Di dalam Al-Qur’an Al-Karim Allah Ta’ala berfirman: وَاعْبُدْ رَبَّكَ حَتَّى يَأْتِيَكَ الْيَقِينُ Artinya: “Dan beribadahlah engkau kepada Tuhanmu sampai datang kepadamu yang diyakini (yakni kematian).” (QS. Al-Hijr: 99). Ayat ini menunjukkan kepada kita bahwa setiap manusia yang hidup di dunia wajib beribadah hanya kepada Allah tanpa mengenal letih, bosan dan istirahat atau berhenti darinya. Ia wajib tabah dan sabar dalam menghadapi berbagai macam ujian dan cobaan.

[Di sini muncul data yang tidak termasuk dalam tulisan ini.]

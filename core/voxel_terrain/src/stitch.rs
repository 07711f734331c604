use std::collections::HashMap;
use std::hash::BuildHasher;

use tracing::warn;

use crate::chunk::ChunkCoord;
use crate::chunk::volume::{ChunkLookup, PaddedVolume, VoxelSource};

impl<V: VoxelSource, S: BuildHasher> ChunkLookup for HashMap<ChunkCoord, V, S> {
  type Source = V;

  #[inline]
  fn try_get_chunk(&self, coord: ChunkCoord) -> Option<&V> { self.get(&coord) }
}

/// Copies the boundary cells of each of the 26 neighbors of chunk `coord` into the padding ring of `volume`. Padding
/// facing an absent neighbor keeps its previous value. Returns the number of neighbors that were copied from.
#[profiling::function]
pub fn stitch(volume: &mut PaddedVolume, coord: ChunkCoord, lookup: &impl ChunkLookup) -> usize {
  let shape = volume.shape();
  let logical = shape.logical();
  let mut stitched = 0;
  for dz in -1..=1 {
    for dy in -1..=1 {
      for dx in -1..=1 {
        if dx == 0 && dy == 0 && dz == 0 { continue; }
        let neighbor_coord = coord.offset(dx, dy, dz);
        let Some(neighbor) = lookup.try_get_chunk(neighbor_coord) else { continue; };
        if neighbor.shape() != shape {
          warn!("Not stitching chunk {:?} from neighbor {:?}: shape {:?} differs from {:?}", coord, neighbor_coord, neighbor.shape(), shape);
          continue;
        }
        let src = neighbor.voxels();
        let (src_y, dst_y) = ranges(dy, logical.y);
        let (src_z, dst_z) = ranges(dz, logical.z);
        let (src_x, dst_x) = ranges(dx, logical.x);
        let row_len = (src_x.1 - src_x.0 + 1) as usize;
        let dst = volume.cells_mut();
        for (sz, tz) in (src_z.0..=src_z.1).zip(dst_z.0..=dst_z.1) {
          for (sy, ty) in (src_y.0..=src_y.1).zip(dst_y.0..=dst_y.1) {
            let s = shape.index_unchecked(src_x.0, sy, sz);
            let t = shape.index_unchecked(dst_x.0, ty, tz);
            dst[t..t + row_len].copy_from_slice(&src[s..s + row_len]);
          }
        }
        stitched += 1;
      }
    }
  }
  stitched
}

/// Inclusive source and destination ranges along one axis for a neighbor in direction `d`.
#[inline]
fn ranges(d: i32, logical: u32) -> ((u32, u32), (u32, u32)) {
  match d {
    -1 => ((logical, logical), (0, 0)),
    0 => ((1, logical), (1, logical)),
    _ => ((1, 1), (logical + 1, logical + 1)),
  }
}


#[cfg(test)]
mod tests {
  use rustc_hash::FxHashMap;
  use ultraviolet::{IVec3, UVec3};

  use crate::block::ivec3_to_vec3;
  use crate::cell::VoxelCell;
  use crate::chunk::chunk_to_world;
  use crate::chunk::shape::PaddedShape;
  use crate::generate::{DensityGenerator, Sphere, SphereSettings};
  use crate::isosurface::dual_vertex;

  use super::*;

  fn marked_volume(shape: PaddedShape, material: u16) -> PaddedVolume {
    PaddedVolume::from_fn(shape, |_| VoxelCell::block(material))
  }

  #[test]
  fn copies_faces_edges_and_corners() {
    let shape = PaddedShape::new(UVec3::new(2, 3, 4));
    let mut lookup = FxHashMap::default();
    let mut material = 1;
    ChunkCoord::new(0, 0, 0).for_each_neighbor(|coord| {
      lookup.insert(coord, marked_volume(shape, material));
      material += 1;
    });
    let mut volume = PaddedVolume::new(shape);
    assert_eq!(stitch(&mut volume, ChunkCoord::new(0, 0, 0), &lookup), 26);

    let padded = shape.padded();
    for z in 0..padded.z as i32 {
      for y in 0..padded.y as i32 {
        for x in 0..padded.x as i32 {
          let pos = IVec3::new(x, y, z);
          let cell = volume.get(pos);
          if shape.is_logical(pos) {
            assert_eq!(cell, VoxelCell::AIR);
            continue;
          }
          let d = |c: i32, l: u32| if c == 0 { -1 } else if c as u32 == l + 1 { 1 } else { 0 };
          let neighbor = ChunkCoord::new(d(x, shape.logical().x), d(y, shape.logical().y), d(z, shape.logical().z));
          assert_eq!(cell, lookup[&neighbor].get(IVec3::new(1, 1, 1)), "Padding {:?} not copied from {:?}", pos, neighbor);
        }
      }
    }
  }

  #[test]
  fn copies_boundary_cells_of_neighbor() {
    let shape = PaddedShape::cubic(3);
    // Neighbor at +x: its logical cells are numbered by position.
    let neighbor = PaddedVolume::from_fn(shape, |pos| VoxelCell::block((1 + pos.x + 4 * pos.y + 16 * pos.z) as u16));
    let mut lookup = FxHashMap::default();
    lookup.insert(ChunkCoord::new(1, 0, 0), neighbor.clone());
    let mut volume = PaddedVolume::new(shape);
    assert_eq!(stitch(&mut volume, ChunkCoord::new(0, 0, 0), &lookup), 1);
    for z in 1..=3 {
      for y in 1..=3 {
        assert_eq!(volume.get(IVec3::new(4, y, z)), neighbor.get(IVec3::new(1, y, z)));
        assert_eq!(volume.get(IVec3::new(0, y, z)), VoxelCell::AIR);
      }
    }
  }

  #[test]
  fn absent_neighbors_keep_padding() {
    let shape = PaddedShape::cubic(2);
    let lookup: FxHashMap<ChunkCoord, PaddedVolume> = FxHashMap::default();
    let mut volume = marked_volume(shape, 9);
    assert_eq!(stitch(&mut volume, ChunkCoord::new(0, 0, 0), &lookup), 0);
    assert!(volume.voxels().iter().all(|c| *c == VoxelCell::block(9)));
  }

  #[test]
  fn mismatched_shape_is_skipped() {
    let mut lookup = FxHashMap::default();
    lookup.insert(ChunkCoord::new(0, 1, 0), marked_volume(PaddedShape::cubic(3), 1));
    let mut volume = PaddedVolume::new(PaddedShape::cubic(2));
    assert_eq!(stitch(&mut volume, ChunkCoord::new(0, 0, 0), &lookup), 0);
  }

  #[test]
  fn feature_points_match_across_chunk_boundary() {
    let shape = PaddedShape::cubic(8);
    let generator = Sphere::new(SphereSettings { center: [8.3, 4.1, 3.7], radius: 5.2, material: 1 });
    let a_coord = ChunkCoord::new(0, 0, 0);
    let b_coord = ChunkCoord::new(1, 0, 0);
    let mut chunks = FxHashMap::default();
    for coord in [a_coord, b_coord] {
      let mut volume = generator.generate_chunk(coord, shape);
      volume.fill_padding(VoxelCell::AIR);
      chunks.insert(coord, volume);
    }
    let mut a = chunks[&a_coord].clone();
    let mut b = chunks[&b_coord].clone();
    stitch(&mut a, a_coord, &chunks);
    stitch(&mut b, b_coord, &chunks);

    let l = shape.logical().x as i32;
    let a_origin = ivec3_to_vec3(chunk_to_world(a_coord, shape.logical()));
    let b_origin = ivec3_to_vec3(chunk_to_world(b_coord, shape.logical()));
    let mut compared = 0;
    // Dual cells on the shared face whose corners only touch cells of the two chunks.
    for z in 1..l {
      for y in 1..l {
        let in_a = dual_vertex(&a, IVec3::new(l, y, z));
        let in_b = dual_vertex(&b, IVec3::new(0, y, z));
        let world_a = a_origin + ivec3_to_vec3(IVec3::new(l - 1, y - 1, z - 1)) + in_a.feature_point;
        let world_b = b_origin + ivec3_to_vec3(IVec3::new(-1, y - 1, z - 1)) + in_b.feature_point;
        assert!((world_a - world_b).mag() <= 1e-5, "{:?} != {:?}", world_a, world_b);
        assert!((in_a.normal - in_b.normal).mag() <= 1e-5);
        if in_a.feature_point != crate::isosurface::CENTROID { compared += 1; }
      }
    }
    assert!(compared > 0, "Surface does not cross the shared face");
  }
}
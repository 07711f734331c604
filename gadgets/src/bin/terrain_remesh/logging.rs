use std::fs::{create_dir_all, File};
use std::io::BufWriter;
use std::path::{Path, PathBuf};

use tracing::Subscriber;
use tracing_appender::non_blocking::WorkerGuard;
use tracing_subscriber::{EnvFilter, Layer};
use tracing_subscriber::layer::SubscriberExt;
use tracing_subscriber::util::SubscriberInitExt;

const DEFAULT_FILTER: &str = "info";

/// Keeps the file writer alive; dropping it flushes the log file.
pub struct Tracing {
  _file_layer_guard: Option<WorkerGuard>,
}

impl Tracing {
  /// Initializes tracing to stderr with filter `CONSOLE_LOG`, and to the file at `FILE_LOG_PATH` (if set) with filter
  /// `FILE_LOG`. Filters default to `info`.
  pub fn init_from_env() -> Self {
    let console_filter = env_filter("CONSOLE_LOG");
    let file = std::env::var_os("FILE_LOG_PATH").map(|p| (PathBuf::from(p), env_filter("FILE_LOG")));
    Self::init(console_filter, file)
  }

  fn init(console_filter: EnvFilter, file: Option<(PathBuf, EnvFilter)>) -> Self {
    let console_layer = tracing_subscriber::fmt::layer()
      .with_writer(std::io::stderr)
      .with_filter(console_filter);
    let registry = tracing_subscriber::registry().with(console_layer);

    let file_layer = file.and_then(|(path, filter)| file_tracing(&path, filter));
    match file_layer {
      Some((layer, guard)) => {
        registry.with(layer).init();
        Self { _file_layer_guard: Some(guard) }
      }
      None => {
        registry.init();
        Self { _file_layer_guard: None }
      }
    }
  }
}

fn env_filter(var: &str) -> EnvFilter {
  EnvFilter::new(std::env::var(var).unwrap_or_else(|_| DEFAULT_FILTER.to_string()))
}

fn file_tracing<S>(file_path: &Path, filter: EnvFilter) -> Option<(Box<dyn Layer<S> + Send + Sync + 'static>, WorkerGuard)> where
  S: Subscriber + for<'span> tracing_subscriber::registry::LookupSpan<'span>
{
  let result = (|| {
    if let Some(parent) = file_path.parent() {
      create_dir_all(parent)?;
    }
    File::create(file_path)
  })();

  match result {
    Err(e) => {
      eprintln!("Cannot trace to file; could not truncate/create and open file '{}' for writing: {}", file_path.display(), e);
      None
    }
    Ok(file) => {
      let (non_blocking, guard) = tracing_appender::non_blocking(BufWriter::new(file));
      let layer = tracing_subscriber::fmt::layer()
        .with_writer(non_blocking)
        .with_ansi(false)
        .with_filter(filter)
        .boxed();
      Some((layer, guard))
    }
  }
}
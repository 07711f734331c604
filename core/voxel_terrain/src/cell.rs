use std::fmt::{Debug, Formatter};

use bytemuck::{Pod, Zeroable};

// Kind

#[repr(u8)]
#[derive(Copy, Clone, Eq, PartialEq, Hash, Debug)]
pub enum VoxelKind {
  Air = 0,
  Block = 1,
  Isosurface = 2,
}


// Voxel cell

/// A single voxel, packed into 32 bits: a 2-bit kind tag, a 14-bit material id, and a 16-bit quantized density.
///
/// Blocks always report a density of `1.0`. Air always has material `0` and a density `<= 0.0`, also when decoded from
/// raw bits that carry a material, a positive density, or the unused kind tag. An isosurface cell with density `> 0.0`
/// is filled.
#[repr(transparent)]
#[derive(Copy, Clone, Eq, PartialEq, Hash, Pod, Zeroable)]
pub struct VoxelCell(u32);

impl VoxelCell {
  pub const AIR: Self = Self::from_parts(VoxelKind::Air, 0, -DENSITY_SCALE);
  pub const MAX_MATERIAL: u16 = (1 << MATERIAL_BITS) - 1;

  /// Creates an air cell with `density`, clamped to `<= 0.0`.
  #[inline]
  pub fn air(density: f32) -> Self {
    Self::from_parts(VoxelKind::Air, 0, quantize(density.min(0.0)))
  }

  /// Creates a block of `material`. Material `0` is reserved for air, so it creates air instead.
  #[inline]
  pub fn block(material: u16) -> Self {
    if material == 0 { return Self::AIR; }
    Self::from_parts(VoxelKind::Block, material, DENSITY_SCALE)
  }

  /// Creates an isosurface cell of `material` with `density`. A materialless cell with density `<= 0.0` is air.
  #[inline]
  pub fn isosurface(material: u16, density: f32) -> Self {
    if material == 0 && !(density > 0.0) { return Self::air(density); }
    Self::from_parts(VoxelKind::Isosurface, material, quantize(density))
  }

  /// Creates a cell from a signed id: a positive id is a block of that type, zero or negative is an isosurface cell
  /// with material `abs(id)` and `density`.
  #[inline]
  pub fn from_signed_id(id: i32, density: f32) -> Self {
    if id > 0 {
      Self::block(clamp_material(id))
    } else {
      Self::isosurface(clamp_material(id.saturating_neg()), density)
    }
  }

  #[inline]
  pub const fn from_bits(bits: u32) -> Self { Self(bits) }
  #[inline]
  pub const fn to_bits(self) -> u32 { self.0 }


  #[inline]
  pub fn kind(self) -> VoxelKind {
    match self.0 >> KIND_SHIFT {
      1 => VoxelKind::Block,
      2 => VoxelKind::Isosurface,
      _ => VoxelKind::Air,
    }
  }
  #[inline]
  pub fn is_air(self) -> bool { self.kind() == VoxelKind::Air }
  #[inline]
  pub fn is_block(self) -> bool { self.kind() == VoxelKind::Block }
  #[inline]
  pub fn is_isosurface(self) -> bool { self.kind() == VoxelKind::Isosurface }

  #[inline]
  pub fn material(self) -> u16 {
    if self.is_air() { return 0; }
    ((self.0 >> MATERIAL_SHIFT) & MATERIAL_MASK) as u16
  }

  /// Quantized density; `i16::MAX` for blocks, at most `0` for air.
  #[inline]
  pub fn quantized_density(self) -> i16 {
    let density = (self.0 & DENSITY_MASK) as u16 as i16;
    match self.kind() {
      VoxelKind::Block => DENSITY_SCALE,
      VoxelKind::Air => density.min(0),
      VoxelKind::Isosurface => density,
    }
  }

  #[inline]
  pub fn density(self) -> f32 { self.quantized_density() as f32 / DENSITY_SCALE as f32 }

  /// Whether this cell is inside the surface: density `> 0`. Blocks are always inside.
  #[inline]
  pub fn is_inside(self) -> bool { self.quantized_density() > 0 }

  /// Inverse of [`Self::from_signed_id`].
  #[inline]
  pub fn signed_id(self) -> i32 {
    match self.kind() {
      VoxelKind::Block => self.material() as i32,
      _ => -(self.material() as i32),
    }
  }


  /// Returns this cell with its density replaced by `density`, keeping blocks as blocks while they stay inside. Cells
  /// that end up outside become air; other cells that end up inside become isosurface cells of `material` (or their own
  /// material when `material` is `0`).
  #[inline]
  pub fn with_density(self, density: f32, material: u16) -> Self {
    if !(density > 0.0) { return Self::air(density); }
    if self.is_block() { return self; }
    let material = if material == 0 { self.material() } else { material };
    Self::isosurface(material, density)
  }


  #[inline]
  const fn from_parts(kind: VoxelKind, material: u16, quantized_density: i16) -> Self {
    Self(((kind as u32) << KIND_SHIFT) | (((material as u32) & MATERIAL_MASK) << MATERIAL_SHIFT) | (quantized_density as u16 as u32))
  }
}

impl Default for VoxelCell {
  #[inline]
  fn default() -> Self { Self::AIR }
}

impl Debug for VoxelCell {
  fn fmt(&self, f: &mut Formatter<'_>) -> std::fmt::Result {
    f.debug_struct("VoxelCell")
      .field("kind", &self.kind())
      .field("material", &self.material())
      .field("density", &self.density())
      .finish()
  }
}


/// Whether the surface crosses between `a` and `b`: exactly one of them is inside.
#[inline]
pub fn sign_changed(a: VoxelCell, b: VoxelCell) -> bool {
  a.is_inside() != b.is_inside()
}


// Encoding

const DENSITY_BITS: u32 = 16;
const MATERIAL_BITS: u32 = 14;
const MATERIAL_SHIFT: u32 = DENSITY_BITS;
const KIND_SHIFT: u32 = DENSITY_BITS + MATERIAL_BITS;
const DENSITY_MASK: u32 = (1 << DENSITY_BITS) - 1;
const MATERIAL_MASK: u32 = (1 << MATERIAL_BITS) - 1;
const DENSITY_SCALE: i16 = i16::MAX;

#[inline]
fn quantize(density: f32) -> i16 {
  // NaN becomes 0 through the saturating cast.
  (density.clamp(-1.0, 1.0) * DENSITY_SCALE as f32).round() as i16
}

#[inline]
fn clamp_material(material: i32) -> u16 {
  material.clamp(0, VoxelCell::MAX_MATERIAL as i32) as u16
}


#[cfg(test)]
mod tests {
  use rand::prelude::*;

  use crate::test_util::random_cell;

  use super::*;

  #[test]
  fn air_is_outside_and_materialless() {
    assert_eq!(VoxelCell::AIR.kind(), VoxelKind::Air);
    assert_eq!(VoxelCell::AIR.material(), 0);
    assert_eq!(VoxelCell::AIR.density(), -1.0);
    assert!(!VoxelCell::AIR.is_inside());
    assert_eq!(VoxelCell::default(), VoxelCell::AIR);
    assert!(VoxelCell::air(0.5).density() <= 0.0);
    assert_eq!(VoxelCell::zeroed().kind(), VoxelKind::Air);
  }

  #[test]
  fn raw_bits_decode_to_valid_air() {
    let unused_tag = VoxelCell::from_bits((3 << KIND_SHIFT) | (5 << MATERIAL_SHIFT) | 0x4000);
    let positive_air = VoxelCell::from_bits((5 << MATERIAL_SHIFT) | 0x4000);
    for cell in [unused_tag, positive_air] {
      assert!(cell.is_air(), "{:?}", cell);
      assert_eq!(cell.material(), 0);
      assert_eq!(cell.quantized_density(), 0);
      assert!(!cell.is_inside());
      assert!(!sign_changed(cell, VoxelCell::AIR));
      assert_eq!(cell.signed_id(), 0);
    }
    let negative_air = VoxelCell::from_bits(0xC000);
    assert!((negative_air.density() + 0.5).abs() < 1e-3);
  }

  #[test]
  fn block_is_full() {
    let block = VoxelCell::block(3);
    assert_eq!(block.kind(), VoxelKind::Block);
    assert_eq!(block.material(), 3);
    assert_eq!(block.density(), 1.0);
    assert!(block.is_inside());
    assert!(VoxelCell::block(0).is_air());
  }

  #[test]
  fn density_is_quantized() {
    let cell = VoxelCell::isosurface(7, 0.25);
    assert_eq!(cell.kind(), VoxelKind::Isosurface);
    assert_eq!(cell.material(), 7);
    assert!((cell.density() - 0.25).abs() < 1.0 / DENSITY_SCALE as f32);
    assert_eq!(VoxelCell::isosurface(7, 4.0).density(), 1.0);
    assert_eq!(VoxelCell::isosurface(7, -4.0).density(), -1.0);
    assert_eq!(VoxelCell::isosurface(7, -0.0).quantized_density(), 0);
    assert_eq!(VoxelCell::isosurface(7, f32::NAN).quantized_density(), 0);
    assert!(VoxelCell::isosurface(0, -0.5).is_air());
    assert!(VoxelCell::isosurface(0, 0.5).is_isosurface());
  }

  #[test]
  fn material_is_kept_at_maximum() {
    let cell = VoxelCell::isosurface(VoxelCell::MAX_MATERIAL, -1.0);
    assert_eq!(cell.material(), VoxelCell::MAX_MATERIAL);
    assert_eq!(cell.kind(), VoxelKind::Isosurface);
    assert_eq!(cell.density(), -1.0);
  }

  #[test]
  fn signed_id() {
    assert_eq!(VoxelCell::from_signed_id(5, 0.0), VoxelCell::block(5));
    assert_eq!(VoxelCell::from_signed_id(5, 0.0).signed_id(), 5);
    let cell = VoxelCell::from_signed_id(-9, 0.5);
    assert!(cell.is_isosurface());
    assert_eq!(cell.material(), 9);
    assert_eq!(cell.signed_id(), -9);
    assert!(VoxelCell::from_signed_id(0, -0.5).is_air());
    assert_eq!(VoxelCell::from_signed_id(i32::MIN, 0.5).material(), VoxelCell::MAX_MATERIAL);
  }

  #[test]
  fn with_density() {
    let block = VoxelCell::block(2);
    assert_eq!(block.with_density(0.5, 9), block);
    assert!(block.with_density(-0.5, 9).is_air());
    let cell = VoxelCell::AIR.with_density(0.5, 9);
    assert!(cell.is_isosurface());
    assert_eq!(cell.material(), 9);
    assert_eq!(VoxelCell::isosurface(4, -0.1).with_density(0.3, 0).material(), 4);
  }

  #[test]
  fn sign_changed_is_symmetric() {
    let mut rng = StdRng::seed_from_u64(0x5eed);
    for _ in 0..10_000 {
      let a = random_cell(&mut rng);
      let b = random_cell(&mut rng);
      assert_eq!(sign_changed(a, b), sign_changed(b, a), "{:?} {:?}", a, b);
      assert!(!sign_changed(a, a));
    }
  }
}
use std::thread;
use std::thread::JoinHandle;

use crossbeam_channel::{Receiver, Sender};
use petgraph::graph::NodeIndex;
use tracing::trace;

use crate::{DependencyOutputs, DepKey, Handler, In, JobKey, Out};

pub(crate) type FromManager<J, D, I, O, const DS: usize> = (NodeIndex, J, DependencyOutputs<D, O, DS>, I);

pub(super) struct WorkerThread<J, D, I, O, H, const DS: usize> {
  from_manager: Receiver<FromManager<J, D, I, O, DS>>,
  to_manager: Sender<crate::manager::FromWorker<O>>,
  handler: H,
}

impl<J: JobKey, D: DepKey, I: In, O: Out, H: Handler<J, D, I, O, DS>, const DS: usize> WorkerThread<J, D, I, O, H, DS> {
  #[inline]
  pub(super) fn new(
    from_manager: Receiver<FromManager<J, D, I, O, DS>>,
    to_manager: Sender<crate::manager::FromWorker<O>>,
    handler: H,
  ) -> Self {
    Self {
      from_manager,
      to_manager,
      handler,
    }
  }

  #[inline]
  pub(super) fn create_thread_and_run(self, thread_index: usize) -> std::io::Result<JoinHandle<()>> {
    thread::Builder::new()
      .name(format!("Job Queue Worker {}", thread_index))
      .spawn(move || { self.run(thread_index) })
  }

  fn run(mut self, thread_index: usize) {
    trace!("Started job queue worker thread {}", thread_index);
    while let Ok((node_index, job_key, dependency_outputs, input)) = self.from_manager.recv() {
      trace!("Running job {:?} ({:?})", job_key, node_index);
      let output = (self.handler)(job_key, dependency_outputs, input);
      if self.to_manager.send((node_index, output)).is_err() {
        break; // Manager has disconnected; stop this thread.
      }
    }
    trace!("Stopped job queue worker thread {}", thread_index);
  }
}
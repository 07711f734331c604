//! Job queue that runs jobs on a pool of worker threads, where a job only starts once every job it depends on has
//! completed. Outputs of completed dependencies are handed to the dependent job.

use std::fmt::Debug;
use std::hash::Hash;
use std::sync::Arc;
use std::thread::{self, JoinHandle};

use crossbeam_channel::{bounded, Receiver, Sender, unbounded};
pub use crossbeam_channel::SendError;
use smallvec::SmallVec;

use manager::{FromQueueMessage, ManagerThread};
use worker::WorkerThread;

mod worker;
mod manager;


// Message from manager

#[derive(Debug)]
pub enum JobQueueMessage<J, I, O> {
  /// Job with key `J` has completed with output `O`.
  JobCompleted(J, Arc<O>),
  /// Job with key `J` was not added because a job with the same key already exists. Its input is handed back.
  JobRejected(J, I),
  /// Pending job with key `J` was removed before it was scheduled. Its input is handed back.
  PendingJobRemoved(J, I),
  /// Running job with key `J` was removed. It ran to completion, but its output was dropped.
  RunningJobRemoved(J),
  /// Completed job with key `J` was removed.
  CompletedJobRemoved(J, Arc<O>),
  /// There are no more pending or running jobs.
  QueueEmpty,
}


// Job queue

pub struct JobQueue<J, D, I, O, const DS: usize = 2> {
  manager_thread_handle: Option<JoinHandle<()>>,
  worker_thread_handles: Vec<JoinHandle<()>>,
  to_manager: Sender<FromQueueMessage<J, D, I, DS>>,
  from_manager: Receiver<JobQueueMessage<J, I, O>>,
}

impl<J: JobKey, D: DepKey, I: In, O: Out, const DS: usize> JobQueue<J, D, I, O, DS> {
  pub fn new(worker_thread_count: usize, handler: impl Handler<J, D, I, O, DS>) -> std::io::Result<Self> {
    let (external_to_manager_sender, external_to_manager_receiver) = unbounded();
    let (manager_to_worker_sender, manager_to_worker_receiver) = unbounded();
    let (worker_to_manager_sender, worker_to_manager_receiver) = unbounded();
    let (manager_to_external_sender, manager_to_external_receiver) = unbounded();

    let manager_thread = ManagerThread::new(
      external_to_manager_receiver,
      manager_to_worker_sender,
      worker_to_manager_receiver,
      manager_to_external_sender,
    );
    let manager_thread_handle = manager_thread.create_thread_and_run()?;

    let mut worker_thread_handles = Vec::with_capacity(worker_thread_count);
    for i in 0..worker_thread_count {
      let from_manager = manager_to_worker_receiver.clone();
      let to_manager = worker_to_manager_sender.clone();
      let handler = handler.clone();
      let worker_thread = WorkerThread::new(
        from_manager,
        to_manager,
        handler,
      );
      let worker_thread_handle = worker_thread.create_thread_and_run(i)?;
      worker_thread_handles.push(worker_thread_handle);
    }

    Ok(Self {
      manager_thread_handle: Some(manager_thread_handle),
      worker_thread_handles,
      to_manager: external_to_manager_sender,
      from_manager: manager_to_external_receiver,
    })
  }


  #[inline]
  pub fn try_add_job(&self, job_key: J, input: I) -> Result<(), SendError<()>> {
    self.try_add_job_with_dependencies(job_key, input, Dependencies::new())
  }

  /// Adds a job that will only be scheduled once all jobs in `dependencies` have completed. Dependencies must already
  /// have been added; unknown dependencies are ignored with a warning.
  #[inline]
  pub fn try_add_job_with_dependencies(&self, job_key: J, input: I, dependencies: Dependencies<J, D, DS>) -> Result<(), SendError<()>> {
    self.to_manager.send(FromQueueMessage::AddJob(job_key, dependencies, input)).map_err(|_| SendError(()))
  }

  /// Removes the job with `job_key`, along with every job that (transitively) depends on it.
  #[inline]
  pub fn try_remove_job_and_dependents(&self, job_key: J) -> Result<(), SendError<()>> {
    self.to_manager.send(FromQueueMessage::RemoveJob(job_key)).map_err(|_| SendError(()))
  }


  #[inline]
  pub fn get_message_receiver(&self) -> &Receiver<JobQueueMessage<J, I, O>> { &self.from_manager }


  pub fn stop_and_join(mut self) -> thread::Result<()> {
    self.stop();
    self.join()
  }

  pub fn stop(&mut self) {
    // Replace sender and receiver with new ones that do nothing, dropping the replaced ones.
    let (empty_sender, _) = bounded(0);
    drop(std::mem::replace(&mut self.to_manager, empty_sender));
    let (_, empty_receiver) = bounded(0);
    drop(std::mem::replace(&mut self.from_manager, empty_receiver));
  }

  /// Takes ownership of self by replacing it with a default job queue that does nothing, then stops and joins the
  /// taken self.
  pub fn take_and_join(&mut self) -> thread::Result<()> {
    let job_queue = std::mem::take(self);
    job_queue.stop_and_join()
  }

  pub fn join(mut self) -> thread::Result<()> {
    if let Some(join_handle) = self.manager_thread_handle.take() {
      join_handle.join()?;
    }
    for worker_thread in self.worker_thread_handles.drain(..) {
      worker_thread.join()?;
    }
    Ok(())
  }
}

impl<J, D, I, O, const DS: usize> Default for JobQueue<J, D, I, O, DS> {
  fn default() -> Self {
    let (empty_sender, _) = bounded(0);
    let (_, empty_receiver) = bounded(0);
    Self {
      manager_thread_handle: None,
      worker_thread_handles: Vec::new(),
      to_manager: empty_sender,
      from_manager: empty_receiver,
    }
  }
}


// Dependencies

pub type Dependencies<J, D, const DS: usize> = SmallVec<[(D, J); DS]>;


// Handler

pub type DependencyOutputs<D, O, const DS: usize> = SmallVec<[(D, Arc<O>); DS]>;

pub trait Handler<J, D, I, O, const DS: usize>: FnMut(J, DependencyOutputs<D, O, DS>, I) -> O + Clone + Send + 'static {}

impl<T, J, D, I, O, const DS: usize> Handler<J, D, I, O, DS> for T where T: FnMut(J, DependencyOutputs<D, O, DS>, I) -> O + Clone + Send + 'static {}


// Trait aliases

pub trait JobKey: Send + Copy + Eq + Ord + Hash + Debug + 'static {}

impl<T> JobKey for T where T: Send + Copy + Eq + Ord + Hash + Debug + 'static {}


pub trait DepKey: Send + Copy + Debug + 'static {}

impl<T> DepKey for T where T: Send + Copy + Debug + 'static {}


pub trait In: Send + 'static {}

impl<T> In for T where T: Send + 'static {}


pub trait Out: Send + Sync + 'static {}

impl<T> Out for T where T: Send + Sync + 'static {}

Sabar dalam menjalankan ketaatan kepada Allah Ta’ala, serta sabar dalam menjauhi dosa dan maksiat kepada-Nya sehingga kematian menjemputnya dan memutuskannya dari segala kenikmatan dan kelezatan dunia. سئل الإمام أحمد بن حنبل : متى الراحة يا إمام ؟ فأجاب : عند أول قدم تضعها في الجنة . » Imam Ahmad bin Hanbal rahimahullah pernah ditanya: “Wahai Imam, kapankah waktu istirahat itu?” Beliau jawab: “(istirahat yang sesungguhnya ialah) pada saat engkau pertama kali menginjakkan kakimu di dalam Surga.” Seorang penyair yang bijak mengatakan: ولو أنا إذا متنا تُركنا ** لكان الموت راحة كل حي “Sekiranya bilamana kita telah mati lalu dibiarkan (begitu saja tanpa perhitungan dan pembalasan amal), niscaya kematian itu menjadi waktu istirahat bagi setiap orang yang hidup. ولكنا إذا متنا بُعثنا ** ونُسأل بعدها عن كل شي Akan tetapi (kenyataannya), bilamana kita telah mati, kita akan dibangkitkan (dari alam kubur kita), dan sesudah itu kita dimintai pertanggungjawaban (oleh Allah) atas segala hal (yang pernah kita lakukan di dunia).” Maka dari itu, marilah kita bersungguh-sungguh dalam memanfaatkan sisa umur kita di dunia ini dengan berbuat kebaikan dan ketaatan kepada Allah dan menjauhi setiap dosa dan maksiat hingga kematian menjemput kita dan memisahkan kita dengan orang-orang yang sangat kita cintai. Demikian faedah ilmiyah dan mau’izhoh hasanah yang dapat kami sampaikan pada hari ini. Semoga bermanfaat bagi kita semua.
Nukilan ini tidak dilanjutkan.